FAQs
Exactly what data are displayed?
At the moment we offer the tourist apartment's ads basic data (location, price, capacity, id of the owner ...). We look forward to providing detailed occupancy data in the future.
We collect and show only information of the ads that we find in the different platforms. The same apartment can contain several ads (one for each room, for example), or it can be duplicated on the platform. There are many different cases, so we decided to only display ads found on the web.
What Methodology do you use?
For the data collection, a scraper system is used to automate the query to the platform APIs (airbnb, homeaway, housetrip and onlyapartments) and make a directory of all the advertisements that you have found available (let's call it index). This process usually lasts several days, depending on the difficulty of the task (airbnb about 3-5 days, homeaway 1-3, others less). index contains mainly the unique identifier data of the ad and associated url.
Subsequently index goes through another scraping process and saves more detailed information in the general data directory (let's call it warehouse), which contains all the announcements that have been found since we started (~ October 2017). If in this process it is detected that the ad is new, a new element will be created in the warehouse, with the creation date of that moment (found). If on the contrary it is detected that this ad already existed, we update the revised date of the announcement (revised) in warehouse. This process usually lasts more days (airbnb about 10 days, homeaway 5, others less). Once the process is finished, the index is emptied.
Each time a new 'research' warehouse is bigger, since new ads are found but not found ones are deleted. This generates a 'historical' and incremental database, which is the one that is then downloaded to the web page (apartments.csv). All the software is mainly developed with python except some higher level tasks that require bash.
To deal with this data, this process must be taken into account. To take a current 'photo', it is necessary to filter the old apartments and take into account only the current ones, and this is done by eliminating those that have an old revised date.
For the statistics of each region (geojson.json), the warehouse is crossed with a geographic data base elaborated from https://gadm.org/index.html and own contributions. This database can be viewed in one of the graphics of the web page itself.
Why not join data from all platforms?
An apartment is usually on one or several platforms, with the same data or with different information. If you add ads from different platforms, it is likely that you are repeating many apartments, so the information will be distorted. That is why we offer the data in separate files.

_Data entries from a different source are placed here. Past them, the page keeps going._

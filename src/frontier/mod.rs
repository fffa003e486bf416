//! Frontier traversal engine
//!
//! The frontier owns the pending URL queue and decides which URL is visited
//! next. Six strategies model different physical metaphors:
//!
//! | Strategy      | Alias       | Selection                                               |
//! |---------------|-------------|---------------------------------------------------------|
//! | `diffusion`   | `brownian`  | uniform random index                                    |
//! | `flight`      | `levy`      | uniform within a Pareto-distributed prefix              |
//! | `persistence` | `ballistic` | stay on the previous host with probability 0.85         |
//! | `field`       | `wind`      | weighted by alignment of the host angle with the wind   |
//! | `aggregation` | `dla`       | FIFO; absorbed URLs are never re-admitted               |
//! | `quantum`     |             | Born-rule measurement of a Hadamard register            |
//!
//! Duplicate URLs are admitted to `pending` for every strategy except
//! aggregation; the crawler's visited set is the authoritative dedup.

pub mod quantum;

use rand::distributions::{Distribution, WeightedIndex};
use rand::{Rng, SeedableRng};
use rand_chacha::ChaCha8Rng;
use serde::{Deserialize, Serialize};
use sha2::{Digest, Sha256};
use std::collections::{HashMap, HashSet, VecDeque};
use std::f64::consts::TAU;
use std::fmt;
use std::str::FromStr;

use crate::crawler::url::{CanonicalUrl, HostKey};
use crate::utils::error::{ConfigError, FrontierError};
use quantum::QuantumSampler;

/// Pareto shape of the flight-length distribution
pub const FLIGHT_ALPHA: f64 = 1.6;

/// Probability of staying on the momentum host
pub const MOMENTUM_PROBABILITY: f64 = 0.85;

/// Angular resolution of [`hash_angle`]
const ANGLE_BUCKETS: u128 = 360_000;

/// Frontier traversal strategy
#[derive(Debug, Clone, Copy, PartialEq, Eq, Hash, Serialize, Deserialize)]
#[serde(rename_all = "lowercase")]
pub enum Strategy {
    #[serde(alias = "brownian")]
    Diffusion,
    #[serde(alias = "levy")]
    Flight,
    #[serde(alias = "ballistic")]
    Persistence,
    #[serde(alias = "wind")]
    Field,
    #[serde(alias = "dla")]
    Aggregation,
    Quantum,
}

impl Strategy {
    pub const ALL: [Strategy; 6] = [
        Strategy::Diffusion,
        Strategy::Flight,
        Strategy::Persistence,
        Strategy::Field,
        Strategy::Aggregation,
        Strategy::Quantum,
    ];

    pub fn as_str(&self) -> &'static str {
        match self {
            Self::Diffusion => "diffusion",
            Self::Flight => "flight",
            Self::Persistence => "persistence",
            Self::Field => "field",
            Self::Aggregation => "aggregation",
            Self::Quantum => "quantum",
        }
    }

    /// Physics name accepted as an alias
    pub fn alias(&self) -> Option<&'static str> {
        match self {
            Self::Diffusion => Some("brownian"),
            Self::Flight => Some("levy"),
            Self::Persistence => Some("ballistic"),
            Self::Field => Some("wind"),
            Self::Aggregation => Some("dla"),
            Self::Quantum => None,
        }
    }

    pub fn description(&self) -> &'static str {
        match self {
            Self::Diffusion => "uniform random walk over the pending queue",
            Self::Flight => "Levy flight: short hops near the front, rare long jumps",
            Self::Persistence => "ballistic runs that keep to one host",
            Self::Field => "wind-biased draw favouring hosts aligned with the first seed",
            Self::Aggregation => "diffusion-limited aggregation: FIFO growth of a URL cluster",
            Self::Quantum => "Born-rule measurement of a Hadamard-prepared register",
        }
    }
}

impl fmt::Display for Strategy {
    fn fmt(&self, f: &mut fmt::Formatter<'_>) -> fmt::Result {
        f.write_str(self.as_str())
    }
}

impl FromStr for Strategy {
    type Err = ConfigError;

    fn from_str(s: &str) -> Result<Self, Self::Err> {
        let name = s.trim().to_ascii_lowercase();
        Self::ALL
            .into_iter()
            .find(|strategy| strategy.as_str() == name || strategy.alias() == Some(name.as_str()))
            .ok_or_else(|| ConfigError::UnknownStrategy(s.to_string()))
    }
}

/// Deterministic pseudo-angle in `[0, 2π)` derived from a host
pub fn hash_angle(host: &HostKey) -> f64 {
    let digest = Sha256::digest(host.as_str().as_bytes());
    let mut head = [0u8; 16];
    head.copy_from_slice(&digest[..16]);
    let bucket = u128::from_be_bytes(head) % ANGLE_BUCKETS;

    bucket as f64 / ANGLE_BUCKETS as f64 * TAU
}

/// Field weight in `[1, 3]`: 3 when aligned with the wind, 1 when opposite
pub fn field_weight(angle: f64, wind: f64) -> f64 {
    1.0 + 2.0 * (1.0 + (angle - wind).cos()) / 2.0
}

/// Draw a flight length from Pareto(`alpha`, minimum 1), truncated to an integer
pub fn flight_length<R: Rng + ?Sized>(rng: &mut R, alpha: f64) -> usize {
    // 1 - U lies in (0, 1], keeping the power finite.
    let u: f64 = 1.0 - rng.gen::<f64>();
    let length = u.powf(-1.0 / alpha);

    (length as usize).max(1)
}

/// Strategy-private auxiliary state
#[derive(Debug, Clone)]
enum Walk {
    Diffusion,
    Flight,
    Persistence {
        momentum: Option<HostKey>,
    },
    Field {
        wind: f64,
        angles: HashMap<HostKey, f64>,
    },
    Aggregation {
        cluster: HashSet<CanonicalUrl>,
    },
    Quantum {
        sampler: QuantumSampler,
    },
}

impl Walk {
    fn new(strategy: Strategy, seed: &CanonicalUrl) -> Self {
        match strategy {
            Strategy::Diffusion => Self::Diffusion,
            Strategy::Flight => Self::Flight,
            Strategy::Persistence => Self::Persistence { momentum: None },
            Strategy::Field => Self::Field {
                wind: hash_angle(seed.host()),
                angles: HashMap::new(),
            },
            Strategy::Aggregation => Self::Aggregation {
                cluster: HashSet::from([seed.clone()]),
            },
            Strategy::Quantum => Self::Quantum {
                sampler: QuantumSampler::new(),
            },
        }
    }
}

/// Pending URL queue plus traversal strategy state
#[derive(Debug, Clone)]
pub struct Frontier {
    strategy: Strategy,
    pending: VecDeque<CanonicalUrl>,
    walk: Walk,
    rng: ChaCha8Rng,
}

impl Frontier {
    /// Create a frontier whose queue starts with `seed`
    ///
    /// The seed fixes the wind angle of the field strategy and is the first
    /// member of the aggregation cluster.
    pub fn new(strategy: Strategy, seed: CanonicalUrl) -> Self {
        Self::with_rng(strategy, seed, ChaCha8Rng::from_entropy())
    }

    /// Create a frontier with a reproducible RNG stream
    pub fn with_seed(strategy: Strategy, seed: CanonicalUrl, rng_seed: u64) -> Self {
        Self::with_rng(strategy, seed, ChaCha8Rng::seed_from_u64(rng_seed))
    }

    pub fn with_rng(strategy: Strategy, seed: CanonicalUrl, rng: ChaCha8Rng) -> Self {
        let walk = Walk::new(strategy, &seed);
        Self {
            strategy,
            pending: VecDeque::from([seed]),
            walk,
            rng,
        }
    }

    /// Create a frontier from a strategy name
    ///
    /// # Errors
    ///
    /// Returns `ConfigError::UnknownStrategy` for unsupported names.
    pub fn from_name(name: &str, seed: CanonicalUrl) -> Result<Self, ConfigError> {
        Ok(Self::new(name.parse()?, seed))
    }

    pub fn strategy(&self) -> Strategy {
        self.strategy
    }

    pub fn len(&self) -> usize {
        self.pending.len()
    }

    pub fn is_empty(&self) -> bool {
        self.pending.is_empty()
    }

    /// Pending URLs in queue order
    pub fn pending(&self) -> impl Iterator<Item = &CanonicalUrl> {
        self.pending.iter()
    }

    /// Wind angle of the field strategy
    pub fn wind_angle(&self) -> Option<f64> {
        match &self.walk {
            Walk::Field { wind, .. } => Some(*wind),
            _ => None,
        }
    }

    /// Host the persistence strategy is currently following
    pub fn momentum_host(&self) -> Option<&HostKey> {
        match &self.walk {
            Walk::Persistence { momentum } => momentum.as_ref(),
            _ => None,
        }
    }

    /// URLs absorbed by the aggregation cluster
    pub fn cluster(&self) -> Option<&HashSet<CanonicalUrl>> {
        match &self.walk {
            Walk::Aggregation { cluster } => Some(cluster),
            _ => None,
        }
    }

    /// Add URLs to the back of the queue
    ///
    /// The aggregation strategy silently drops URLs already in its cluster.
    pub fn enqueue<I>(&mut self, urls: I)
    where
        I: IntoIterator<Item = CanonicalUrl>,
    {
        match &self.walk {
            Walk::Aggregation { cluster } => self
                .pending
                .extend(urls.into_iter().filter(|url| !cluster.contains(url))),
            _ => self.pending.extend(urls),
        }
    }

    /// Absorb a fetched URL into the aggregation cluster
    ///
    /// No-op for every other strategy.
    pub fn absorb(&mut self, url: CanonicalUrl) {
        if let Walk::Aggregation { cluster } = &mut self.walk {
            cluster.insert(url);
        }
    }

    /// Remove and return the next URL chosen by the strategy
    ///
    /// # Errors
    ///
    /// Returns `FrontierError::Empty` when nothing is pending.
    pub fn dequeue(&mut self) -> Result<CanonicalUrl, FrontierError> {
        if self.pending.is_empty() {
            return Err(FrontierError::Empty);
        }

        let idx = self.select()?;
        let url = self.pending.remove(idx).ok_or(FrontierError::Empty)?;

        if let Walk::Persistence { momentum } = &mut self.walk {
            *momentum = Some(url.host().clone());
        }

        Ok(url)
    }

    fn select(&mut self) -> Result<usize, FrontierError> {
        let Self {
            pending, walk, rng, ..
        } = self;
        let len = pending.len();

        let idx = match walk {
            Walk::Diffusion => rng.gen_range(0..len),
            Walk::Flight => {
                let window = flight_length(rng, FLIGHT_ALPHA).min(len);
                rng.gen_range(0..window)
            }
            Walk::Persistence { momentum } => match momentum.as_ref() {
                Some(host) if rng.gen_bool(MOMENTUM_PROBABILITY) => pending
                    .iter()
                    .position(|url| url.host() == host)
                    .unwrap_or(0),
                _ => 0,
            },
            Walk::Field { wind, angles } => {
                let wind = *wind;
                let weights: Vec<f64> = pending
                    .iter()
                    .map(|url| {
                        let angle = *angles
                            .entry(url.host().clone())
                            .or_insert_with(|| hash_angle(url.host()));
                        field_weight(angle, wind)
                    })
                    .collect();

                WeightedIndex::new(&weights)
                    .map(|dist| dist.sample(rng))
                    .unwrap_or(0)
            }
            Walk::Aggregation { .. } => 0,
            Walk::Quantum { sampler } => sampler.sample(len, rng)?,
        };

        Ok(idx)
    }
}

Are you going to identify unique apartments on various platforms?
Identifying the same apartment on all platforms is a hard job that we do not have in mind at the moment.
How can I find out which ads are currently published?

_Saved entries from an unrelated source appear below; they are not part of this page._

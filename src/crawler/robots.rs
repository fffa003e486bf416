//! robots.txt rules evaluated with the Google robots matcher

use robotstxt::DefaultMatcher;

/// Parsed robots exclusion rules for one host
#[derive(Debug, Clone, Default)]
pub struct RobotsRules {
    /// Raw robots.txt body; `None` means every path is allowed
    body: Option<String>,
}

impl RobotsRules {
    /// Rules from a fetched robots.txt body
    pub fn from_body(body: impl Into<String>) -> Self {
        Self {
            body: Some(body.into()),
        }
    }

    /// Fail-open rules used when robots.txt cannot be fetched
    pub fn allow_all() -> Self {
        Self { body: None }
    }

    pub fn is_allow_all(&self) -> bool {
        self.body.is_none()
    }

    /// Check whether `user_agent` may fetch `url`
    ///
    /// `user_agent` may be a full identity string; only its product token
    /// takes part in matching.
    pub fn can_fetch(&self, user_agent: &str, url: &str) -> bool {
        match &self.body {
            None => true,
            Some(body) => DefaultMatcher::default().one_agent_allowed_by_robots(
                body,
                product_token(user_agent),
                url,
            ),
        }
    }
}

/// Product token of an identity string (`name/1.0 (+info)` -> `name`)
pub fn product_token(user_agent: &str) -> &str {
    let token = user_agent
        .split(|c: char| c == '/' || c.is_whitespace())
        .next()
        .unwrap_or_default();

    if token.is_empty() {
        user_agent
    } else {
        token
    }
}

You have to find the most recent update date (revised field). You'll see that they correspond to several days (not just one), and it's the last time the scraper was active. You have to filter the data and stay alone with the ads reviewed on those dates.
How can I find out which ads were published on a specific date?
For each advertisement, we show two dates: The date of the first scraping (found) and the date of the last scraping in which it was found (revised). With these dates it is possible to determine which apartments were advertised on a specific date. For example, to determine active ads on August 14, we have to filter ads whose 'found' date is before August 14 and whose 'revised' date is after August 14.
Is it possible to visualize data of any municipality?
Yes, it is possible to navigate between regions. From the page of each country you can access their divisions, from them to their provinces, and from these to their municipalities.
Look at the bottom of each region page, there are links to subdivisions.
What do I get if I take all the ads without considering the date?
All ads visited since DataHippo started running will be shown, that is, ads that we have found will at any time.
The ID of the owner is the same on all platforms?
The owner's ID refers to the ID that each platform uses internally to identify it, so it is not the same
Can you see the price variations of a home?
No, we do not store the price variation, only the base price of the ad (which is not the final price), since it is a hard data to handle.
The prices of the same accommodation and for the same day can vary a lot, since the platform allows discounts for long stays, per day of arrival, etc., in addition to increases in some cases (extra services that may have the accommodation pe). If you do a little research, you will see that airbnb has its own API to calculate the price based on X parameters (dates, number of people ...) which is where you should shoot from (setting the same parameters for all the accommodations, so that have the same scale).
Why do some regions have a wrong name?
Region's names (districts, municipalities, etc.) were obtained consulting the Google Maps API with this script: GoogleMapsAPI_get_region_name.py. This method is not 100% reliable, and may produce errors. If you see any, please let us know.